- [AIM OF THE TASK]:
Your task is to restate exactly the lines from the one holding "pub mod session;" to the end of the entries below, inclusive.

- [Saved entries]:

------------------------------------------------------------

//! primedash: operator client for the Prime AI bot dashboard backend.
//!
//! The [`dashboard::Dashboard`] state machine drives an [`api::Backend`];
//! [`api::client::HttpBackend`] is the real one. The `primedash` binary
//! wraps both in a terminal front-end.

pub mod analytics;
pub mod api;
pub mod cli;
pub mod config;
pub mod dashboard;
pub mod feedback;
pub mod render;
pub mod session;
pub mod settings;
pub mod ui;
pub mod utils;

------------------------------------------------------------

- [ANSWER BELOW]:
pub mod session;
pub mod settings;
pub mod ui;
pub mod utils;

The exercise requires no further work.